The present PCT application recites:

  • method of transforming cells of a monocot plant by co-cultivating an explant with Agrobacterium having a T-DNA with genetic material to be transferred into the plant cells. The bacteria do not overgrow the plant cells and the selected transformed cells form an organogenic callus.
  • a method for producing modified monocot plants by regenerating a plant from the organogenic callus containing the transformed cells.

The present application also contains independent claims directed to methods for transforming of pineapple plants (Claims 60 and 77). They are discussed under the section Particular monocots – Pineapple.

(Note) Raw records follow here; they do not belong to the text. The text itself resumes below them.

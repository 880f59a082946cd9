use super::{SenderChainKey, SenderMessageKey};
use crate::identity::{generate_random_id, generate_random_seed};
use crate::proto::{
    SenderChainKeyProto, SenderKeyStateProto, SenderMessageKeyProto, SenderSigningKeyProto,
};
use crate::{Error, GroupConfig};
use ed25519_dalek::{SecretKey, SigningKey, VerifyingKey};
use std::collections::BTreeMap;
use zeroize::Zeroizing;

/// One epoch of a sender's ratchet, identified by its key id.
///
/// The private signing key is only present in the originating sender's copy.
#[derive(Clone)]
pub struct SenderKeyState {
    key_id: u32,
    chain_key: SenderChainKey,
    signing_key_public: VerifyingKey,
    signing_key_private: Option<Box<SigningKey>>,
    // Seeds only; cipher keys are expanded when a buffered iteration arrives
    message_keys: BTreeMap<u32, Zeroizing<[u8; 32]>>,
}

impl SenderKeyState {
    pub(crate) fn new(
        key_id: u32,
        chain_key: SenderChainKey,
        signing_key_public: VerifyingKey,
        signing_key_private: Option<Box<SigningKey>>,
    ) -> Self {
        Self {
            key_id,
            chain_key,
            signing_key_public,
            signing_key_private,
            message_keys: BTreeMap::new(),
        }
    }

    /// Originates a fresh state: random key id, iteration 0, new seed and signing key.
    pub(crate) fn generate() -> Result<Self, Error> {
        let key_id = generate_random_id()?;
        let chain_key = SenderChainKey::new(0, generate_random_seed()?);

        let signing_seed = generate_random_seed()?;
        let signing_key = Box::new(SigningKey::from(SecretKey::from(*signing_seed)));

        Ok(Self::new(
            key_id,
            chain_key,
            signing_key.verifying_key(),
            Some(signing_key),
        ))
    }

    /// The key id carried by every message of this epoch.
    pub fn key_id(&self) -> u32 {
        self.key_id
    }

    /// The chain key for the next unused iteration.
    pub fn chain_key(&self) -> &SenderChainKey {
        &self.chain_key
    }

    /// Key that verifies this sender's messages.
    pub fn signing_key_public(&self) -> &VerifyingKey {
        &self.signing_key_public
    }

    pub(crate) fn signing_key_private(&self) -> Option<&SigningKey> {
        self.signing_key_private.as_deref()
    }

    /// Whether this is the originating sender's own state.
    pub fn has_signing_key_private(&self) -> bool {
        self.signing_key_private.is_some()
    }

    /// Number of skipped message keys waiting for out-of-order messages.
    pub fn message_key_count(&self) -> usize {
        self.message_keys.len()
    }

    /// Whether a skipped key for `iteration` is buffered.
    pub fn has_message_key(&self, iteration: u32) -> bool {
        self.message_keys.contains_key(&iteration)
    }

    pub(crate) fn set_chain_key(&mut self, chain_key: SenderChainKey) {
        self.chain_key = chain_key;
    }

    /// Buffers a skipped key, evicting the lowest iterations beyond `max_message_keys`.
    fn add_message_key(
        &mut self,
        iteration: u32,
        seed: Zeroizing<[u8; 32]>,
        max_message_keys: usize,
    ) {
        self.message_keys.insert(iteration, seed);
        while self.message_keys.len() > max_message_keys {
            self.message_keys.pop_first();
        }
    }

    /// Returns the message key for `iteration`, moving the chain forward as needed.
    ///
    /// Past iterations are served from the skipped-key buffer exactly once.
    /// Intermediate keys between the chain and `iteration` are buffered.
    pub(crate) fn resolve_message_key(
        &mut self,
        iteration: u32,
        config: &GroupConfig,
    ) -> Result<SenderMessageKey, Error> {
        let current = self.chain_key.iteration();

        if current > iteration {
            let seed = self
                .message_keys
                .remove(&iteration)
                .ok_or(Error::DuplicateMessage { iteration, current })?;
            return SenderMessageKey::from_seed(iteration, &seed);
        }

        if iteration - current > config.max_future_messages {
            return Err(Error::FutureMessage { iteration, current });
        }

        let mut chain_key = self.chain_key.clone();
        while chain_key.iteration() < iteration {
            self.add_message_key(
                chain_key.iteration(),
                chain_key.message_seed()?,
                config.max_message_keys,
            );
            chain_key = chain_key.next()?;
        }

        if iteration > current {
            tracing::debug!(
                key_id = self.key_id,
                skipped = iteration - current,
                "Buffered skipped sender message keys"
            );
        }

        let message_key = chain_key.message_key()?;
        self.chain_key = chain_key.next()?;

        Ok(message_key)
    }

    pub(crate) fn to_proto(&self) -> SenderKeyStateProto {
        SenderKeyStateProto {
            key_id: self.key_id,
            chain_key: Some(SenderChainKeyProto {
                iteration: self.chain_key.iteration(),
                seed: self.chain_key.seed().to_vec(),
            }),
            signing_key: Some(SenderSigningKeyProto {
                public_key: self.signing_key_public.to_bytes().to_vec(),
                private_key: self
                    .signing_key_private
                    .as_ref()
                    .map(|key| key.to_bytes().to_vec()),
            }),
            message_keys: self
                .message_keys
                .iter()
                .map(|(&iteration, seed)| SenderMessageKeyProto {
                    iteration,
                    seed: seed.to_vec(),
                })
                .collect(),
        }
    }

    pub(crate) fn from_proto(proto: SenderKeyStateProto) -> Result<Self, Error> {
        let chain_key_proto = proto
            .chain_key
            .ok_or_else(|| Error::Serde("Sender key state without chain key".to_string()))?;
        let chain_key = SenderChainKey::new(
            chain_key_proto.iteration,
            seed_from_slice(&chain_key_proto.seed)?,
        );

        let signing_key_proto = proto
            .signing_key
            .ok_or_else(|| Error::Serde("Sender key state without signing key".to_string()))?;
        let signing_key_public = VerifyingKey::from_bytes(&*seed_from_slice(
            &signing_key_proto.public_key,
        )?)
        .map_err(|err| Error::Serde(err.to_string()))?;
        let signing_key_private = signing_key_proto
            .private_key
            .map(|bytes| {
                seed_from_slice(&bytes).map(|secret| Box::new(SigningKey::from_bytes(&secret)))
            })
            .transpose()?;

        let mut state = Self::new(
            proto.key_id,
            chain_key,
            signing_key_public,
            signing_key_private,
        );
        for message_key in proto.message_keys {
            state.message_keys.insert(
                message_key.iteration,
                Zeroizing::new(*seed_from_slice(&message_key.seed)?),
            );
        }

        Ok(state)
    }
}

fn seed_from_slice(bytes: &[u8]) -> Result<Box<[u8; 32]>, Error> {
    let mut seed = Box::new([0u8; 32]);
    if bytes.len() != seed.len() {
        return Err(Error::Serde(format!(
            "Expected 32 bytes of key material, got {}",
            bytes.len()
        )));
    }
    seed.copy_from_slice(bytes);
    Ok(seed)
}
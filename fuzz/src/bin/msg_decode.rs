#[macro_use]
extern crate afl;
use huddle::{Envelope, SenderKeyDistributionMessage, SenderKeyMessage, padding};

fn main() {
    fuzz!(|data: &[u8]| {
        let _ = SenderKeyMessage::deserialize(data);
        let _ = SenderKeyDistributionMessage::deserialize(data);
        let _ = padding::unpad(data);
        if let Ok(json) = std::str::from_utf8(data) {
            let _ = Envelope::from_json(json);
        }
    });
}
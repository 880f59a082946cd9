use super::generate_random_seed;
use crate::{Error, IdentityKey, X25519PublicKey, X25519Secret};
use ed25519_dalek::Signature;

/// Id every member publishes its signed pre-key under.
pub const SIGNED_PRE_KEY_ID: u32 = 1;

/// A medium-term pre-key signed with the identity key.
///
/// The signature lets a peer check that the pre-key in a bundle really
/// belongs to the identity it is published next to.
pub struct SignedPreKey {
    pre_key: X25519Secret,
    id: u32,
}

impl SignedPreKey {
    /// Creates a new signed pre-key with the given ID.
    pub fn new(id: u32) -> Result<Self, Error> {
        Ok(Self {
            pre_key: X25519Secret::from(generate_random_seed()?),
            id,
        })
    }

    /// Returns the public component of this signed pre-key.
    pub fn public_key(&self) -> X25519PublicKey {
        self.pre_key.public_key()
    }

    /// Returns the identifier for this signed pre-key.
    pub fn id(&self) -> u32 {
        self.id
    }

    /// Signs the public pre-key with the provided identity key.
    pub fn signature(&self, identity_key: &IdentityKey) -> Signature {
        identity_key.sign(self.public_key().as_bytes())
    }

    /// Serializes the signed pre-key to a 36-byte array.
    ///
    /// The format is:
    /// - 4 bytes: ID (big-endian u32)
    /// - 32 bytes: X25519 private key
    pub fn to_bytes(&self) -> [u8; 36] {
        let mut result = [0u8; 36];

        result[0..4].copy_from_slice(&self.id.to_be_bytes());
        result[4..].copy_from_slice(self.pre_key.as_bytes());

        result
    }
}

impl From<[u8; 36]> for SignedPreKey {
    fn from(bytes: [u8; 36]) -> Self {
        let id = u32::from_be_bytes([bytes[0], bytes[1], bytes[2], bytes[3]]);

        let mut key_bytes = Box::new([0u8; 32]);
        key_bytes.copy_from_slice(&bytes[4..]);

        Self {
            pre_key: X25519Secret::from(key_bytes),
            id,
        }
    }
}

The Department of Primary Industries of Queensland

AU 779510 B2

  • Earliest priority – 5 November 1999
  • Filed – 3 Nov 2000
  • Granted – 27 Jan 2005
  • Expected expiry – 2 Nov 2020
Title – A method of plant transformation

Claim 1

A method of transforming cells of a pineapple plant with genetic material, said method comprising:

A) obtaining an explant from said plant;
B) co-cultivating the explant with Agrobacterium species having a T-DNA or T-DNA region comprising the genetic material to be transformed into the plant cells for a time and under conditions sufficient for the genetic material to transfer into the plant cells without said Agrobacterium overgrowing the plant cells; and
C) selecting for the transformed plant cells and permitting the cells to form organogenic callus.

Claim 19

A method for producing a genetically modified pineapple plant, said method comprising:

A) obtaining explant from a plant to be genetically modified;
B) co-cultivating the explant with Agrobacterium species having a T-DNA or T-DNA region comprising genetic material to be transformed into said plant cells for a time and under conditions sufficient for the genetic material to transfer to plant cells without said Agrobacterium overgrowing the plant cells;
C) selecting transformed plant cells and permitting the cells to form organogenic callus; and then
D) regenerating a plant from selected transformed plant cells.

Claim 37

A method for producing a genetically modified pineapple plant, said method comprising:

A) obtaining an explant from said plant to be genetically modified;
B) co-cultivating the explant with Agrobacterium species having a T-DNA or T-DNA region comprising the genetic material to be transformed into the plant cells for a time and under conditions sufficient for the genetic material to transfer into the plant cells without the Agrobacterium overgrowing the plant cells;
C) selecting for the transformed plant cells and permitting the cells to form organogenic callus; and
D) regenerating a plant from said transformed organogenic callus.

This granted patent is a national phase entry of WO 01/33943 (see above).

All three independent claims in the granted patent are limited to a “pineapple plant” instead of a “monocotyledonous plant”.

Note: Patent information on this page was last updated on 5 February 2006.